(Records for the exercise begins)

// Move selection for the automated opponent.
//
// Negamax with alpha-beta pruning over a private copy of the board. Only
// cells near existing stones are searched, ordered by how much they change
// the position for either side. The evaluation is kept incrementally: every
// placement adds the change of the (at most 20) five-cell windows through
// the placed cell. Interior nodes are cached in a transposition table that
// lives for one search.

use alloc::vec;
use alloc::vec::Vec;

use crate::{
    board::Board,
    cache::{Bound, TranspositionTable, ZobristKeys},
    common::{Cell, GameError, Player},
    config::{
        DEFAULT_CACHE_BITS, DEFAULT_CANDIDATE_RADIUS, DEFAULT_MAX_CANDIDATES,
        DEFAULT_SEARCH_DEPTH, DIRECTIONS, WIN_LENGTH,
    },
    game::Move,
};

/// Score of a won position. Dominates every heuristic value.
pub const WIN_SCORE: i32 = 1_000_000_000;

const INF: i32 = WIN_SCORE + 1;

/// Value of a five-cell window holding `k` stones of one side and none of the
/// other. Strictly increasing; a finished line is worth far more than any
/// number of fours so that move ordering always looks at it first.
const WEIGHTS: [i32; WIN_LENGTH + 1] = [0, 1, 10, 100, 10_000, 1_000_000];

/// Tunables for [`MoveSelector`].
#[derive(Debug, Clone, Copy, PartialEq, Eq)]
#[cfg_attr(feature = "std", derive(serde::Serialize, serde::Deserialize))]
pub struct SearchConfig {
    /// Plies searched below the root, at least 1.
    pub depth: u8,
    /// Chebyshev distance from an existing stone for a cell to be a candidate.
    pub radius: usize,
    /// Keep only this many best-ordered candidates per node.
    pub max_candidates: Option<usize>,
    /// Transposition table holds `2^cache_bits` entries; `0` disables it.
    pub cache_bits: u8,
}

impl Default for SearchConfig {
    fn default() -> Self {
        Self {
            depth: DEFAULT_SEARCH_DEPTH,
            radius: DEFAULT_CANDIDATE_RADIUS,
            max_candidates: Some(DEFAULT_MAX_CANDIDATES),
            cache_bits: DEFAULT_CACHE_BITS,
        }
    }
}

/// Counters from the most recent search.
#[derive(Debug, Clone, Copy, Default, PartialEq, Eq)]
#[cfg_attr(feature = "std", derive(serde::Serialize, serde::Deserialize))]
pub struct SearchStats {
    pub nodes: u64,
    pub pruned: u64,
    pub depth: u8,
    /// Positions stored in the transposition table.
    pub cache_size: u64,
    /// Nodes answered from the table without searching.
    pub cache_hits: u64,
}

/// The chosen move together with its score from the mover's point of view.
#[derive(Debug, Clone, Copy, PartialEq, Eq)]
pub struct SearchOutcome {
    pub mv: Move,
    pub score: i32,
    pub stats: SearchStats,
}

/// Depth-bounded adversarial search. Never touches the caller's board.
#[derive(Debug, Clone)]
pub struct MoveSelector {
    config: SearchConfig,
    stats: SearchStats,
    keys: Option<ZobristKeys>,
    table: Option<TranspositionTable>,
}

impl MoveSelector {
    pub fn new(config: SearchConfig) -> Self {
        Self {
            config,
            stats: SearchStats::default(),
            keys: None,
            table: None,
        }
    }

    pub fn config(&self) -> SearchConfig {
        self.config
    }

    /// Counters of the last call to [`MoveSelector::search`].
    pub fn stats(&self) -> SearchStats {
        self.stats
    }

    /// Pick a cell for `player`. Fails with `NoLegalMoves` on a finished or full board.
    pub fn select_move(&mut self, board: &Board, player: Player) -> Result<Move, GameError> {
        self.search(board, player).map(|outcome| outcome.mv)
    }

    /// Like [`MoveSelector::select_move`], also reporting score and counters.
    pub fn search(&mut self, board: &Board, player: Player) -> Result<SearchOutcome, GameError> {
        if board.is_full() || board.find_five().is_some() {
            return Err(GameError::NoLegalMoves);
        }
        let depth = self.config.depth.max(1);
        self.stats = SearchStats {
            nodes: 1,
            depth,
            ..SearchStats::default()
        };
        self.prepare_cache(board.size());

        let mut work = board.clone();
        let (eval, _) = window_totals(&work);
        let hash = self.keys.as_ref().map_or(0, |k| k.hash(&work, player));
        let mut alpha = -INF;
        let mut best: Option<(usize, usize, i32)> = None;

        for (x, y) in self.candidates(&work, player) {
            let score =
                self.score_move(&mut work, x, y, player, depth - 1, 0, alpha, INF, eval, hash);
            // strict comparison keeps the first of equally scored candidates
            if best.map_or(true, |(_, _, b)| score > b) {
                best = Some((x, y, score));
            }
            alpha = alpha.max(score);
            if score == WIN_SCORE {
                break;
            }
        }

        self.stats.cache_size = self.table.as_ref().map_or(0, TranspositionTable::len);
        let (x, y, score) = best.ok_or(GameError::NoLegalMoves)?;
        log::debug!(
            "search for {:?}: ({}, {}) score {} [depth {}, {} nodes, {} cutoffs, {} cached, {} cache hits]",
            player,
            x,
            y,
            score,
            depth,
            self.stats.nodes,
            self.stats.pruned,
            self.stats.cache_size,
            self.stats.cache_hits
        );
        Ok(SearchOutcome {
            mv: Move::new(x, y, player),
            score,
            stats: self.stats,
        })
    }

    /// Fresh table for this search; keys are reused while the board size holds.
    fn prepare_cache(&mut self, size: usize) {
        if self.config.cache_bits == 0 {
            self.keys = None;
            self.table = None;
            return;
        }
        if self.keys.as_ref().map_or(true, |k| k.size() != size) {
            self.keys = Some(ZobristKeys::new(size));
        }
        self.table = Some(TranspositionTable::new(self.config.cache_bits));
    }

    /// Value for `side` of playing `(x, y)` with `depth` plies left afterwards.
    /// `ply` is the distance of this move from the root, `hash` the key of the
    /// position before the move.
    #[allow(clippy::too_many_arguments)]
    fn score_move(
        &mut self,
        board: &mut Board,
        x: usize,
        y: usize,
        side: Player,
        depth: u8,
        ply: i32,
        alpha: i32,
        beta: i32,
        eval: i32,
        hash: u64,
    ) -> i32 {
        if board.completes_five(x, y, side) {
            return WIN_SCORE - ply;
        }
        let delta = placement_delta(board, x, y, side);
        let child = self
            .keys
            .as_ref()
            .map_or(0, |k| k.after_place(hash, x, y, side));
        board.place_unchecked(x, y, side);
        let score = -self.negamax(
            board,
            side.opponent(),
            depth,
            ply + 1,
            -beta,
            -alpha,
            eval + delta,
            child,
        );
        board.clear_unchecked(x, y);
        score
    }

    // A position's distance from the root is fixed by its stone count, so
    // cached scores need no ply adjustment.
    #[allow(clippy::too_many_arguments)]
    fn negamax(
        &mut self,
        board: &mut Board,
        side: Player,
        depth: u8,
        ply: i32,
        mut alpha: i32,
        beta: i32,
        eval: i32,
        hash: u64,
    ) -> i32 {
        self.stats.nodes += 1;
        if board.is_full() {
            return 0;
        }
        if depth == 0 {
            return perspective(eval, side);
        }
        if let Some(score) = self
            .table
            .as_ref()
            .and_then(|t| t.probe(hash, depth, alpha, beta))
        {
            self.stats.cache_hits += 1;
            return score;
        }

        let alpha_orig = alpha;
        let mut best = -INF;
        for (x, y) in self.candidates(board, side) {
            let score = self.score_move(board, x, y, side, depth - 1, ply, alpha, beta, eval, hash);
            best = best.max(score);
            alpha = alpha.max(best);
            if alpha >= beta {
                self.stats.pruned += 1;
                break;
            }
        }

        if let Some(table) = self.table.as_mut() {
            let bound = if best <= alpha_orig {
                Bound::Upper
            } else if best >= beta {
                Bound::Lower
            } else {
                Bound::Exact
            };
            table.store(hash, depth, best, bound);
        }
        best
    }

    /// Empty cells near existing stones, best first. Ties keep row-major order.
    fn candidates(&self, board: &Board, side: Player) -> Vec<(usize, usize)> {
        let size = board.size();
        if board.is_board_empty() {
            return vec![(size / 2, size / 2)];
        }

        let radius = self.config.radius as isize;
        let mut near = vec![false; size * size];
        for (y, row) in board.rows().enumerate() {
            for (x, cell) in row.iter().enumerate() {
                if cell.is_empty() {
                    continue;
                }
                for dy in -radius..=radius {
                    for dx in -radius..=radius {
                        if let Some((nx, ny)) = board.step(x, y, dx, dy, 1) {
                            near[ny * size + nx] = true;
                        }
                    }
                }
            }
        }

        let mut moves: Vec<(usize, usize)> = board
            .empty_cells()
            .filter(|&(x, y)| near[y * size + x])
            .collect();
        if moves.is_empty() {
            moves = board.empty_cells().collect();
        }

        let opponent = side.opponent();
        let mut ranked: Vec<(i32, (usize, usize))> = moves
            .into_iter()
            .map(|(x, y)| {
                let attack = perspective(placement_delta(board, x, y, side), side);
                let defence = perspective(placement_delta(board, x, y, opponent), opponent);
                (attack + defence, (x, y))
            })
            .collect();
        // stable: equal priorities stay in row-major order
        ranked.sort_by(|a, b| b.0.cmp(&a.0));
        if let Some(limit) = self.config.max_candidates {
            ranked.truncate(limit.max(1));
        }
        ranked.into_iter().map(|(_, cell)| cell).collect()
    }
}

impl Default for MoveSelector {
    fn default() -> Self {
        Self::new(SearchConfig::default())
    }
}

/// Pick a move for `player` with the default search settings.
pub fn select_move(board: &Board, player: Player) -> Result<Move, GameError> {
    MoveSelector::default().select_move(board, player)
}

/// Heuristic value of `board` for `player`: positive is good for `player`.
///
/// A completed five anywhere resolves to `±WIN_SCORE`.
pub fn evaluate(board: &Board, player: Player) -> i32 {
    match window_totals(board) {
        (_, Some(winner)) if winner == player => WIN_SCORE,
        (_, Some(_)) => -WIN_SCORE,
        (total, None) => perspective(total, player),
    }
}

/// Flip a score kept from player one's side to `side`'s point of view.
#[inline]
fn perspective(score: i32, side: Player) -> i32 {
    match side {
        Player::One => score,
        Player::Two => -score,
    }
}

#[inline]
fn window_value(ones: usize, twos: usize) -> i32 {
    if twos == 0 {
        WEIGHTS[ones]
    } else if ones == 0 {
        -WEIGHTS[twos]
    } else {
        0
    }
}

/// Stone counts `(player one, player two)` of the window starting at `(x, y)`.
/// The whole window must lie on the board.
fn window_counts(board: &Board, x: usize, y: usize, dx: isize, dy: isize) -> (usize, usize) {
    let mut ones = 0;
    let mut twos = 0;
    for k in 0..WIN_LENGTH as isize {
        let cell = board
            .step(x, y, dx, dy, k)
            .and_then(|(cx, cy)| board.get(cx, cy));
        match cell {
            Some(Cell::Stone(Player::One)) => ones += 1,
            Some(Cell::Stone(Player::Two)) => twos += 1,
            _ => {}
        }
    }
    (ones, twos)
}

/// Sum of all window values from player one's side, plus the owner of a
/// completed five if one exists.
fn window_totals(board: &Board) -> (i32, Option<Player>) {
    let mut total = 0;
    let mut five = None;
    let reach = WIN_LENGTH as isize - 1;
    for y in 0..board.size() {
        for x in 0..board.size() {
            for &(dx, dy) in DIRECTIONS.iter() {
                if board.step(x, y, dx, dy, reach).is_none() {
                    continue;
                }
                let (ones, twos) = window_counts(board, x, y, dx, dy);
                if five.is_none() {
                    if ones == WIN_LENGTH {
                        five = Some(Player::One);
                    } else if twos == WIN_LENGTH {
                        five = Some(Player::Two);
                    }
                }
                total += window_value(ones, twos);
            }
        }
    }
    (total, five)
}

/// Change of the player-one-relative evaluation if `side` plays the empty cell `(x, y)`.
fn placement_delta(board: &Board, x: usize, y: usize, side: Player) -> i32 {
    let reach = WIN_LENGTH as isize - 1;
    let mut delta = 0;
    for &(dx, dy) in DIRECTIONS.iter() {
        for back in 0..WIN_LENGTH as isize {
            let Some((sx, sy)) = board.step(x, y, dx, dy, -back) else {
                break;
            };
            if board.step(sx, sy, dx, dy, reach).is_none() {
                continue;
            }
            let (ones, twos) = window_counts(board, sx, sy, dx, dy);
            let after = match side {
                Player::One => window_value(ones + 1, twos),
                Player::Two => window_value(ones, twos + 1),
            };
            delta += after - window_value(ones, twos);
        }
    }
    delta
}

(Records for the exercise ends)

Goal of the exercise:
Please return the span of lines above that opens with the one containing "Player::Two => window_value(ones, twos" and closes with the final line, both included, exactly as written and nothing more.

Written answer:
                Player::Two => window_value(ones, twos + 1),
            };
            delta += after - window_value(ones, twos);
        }
    }
    delta
}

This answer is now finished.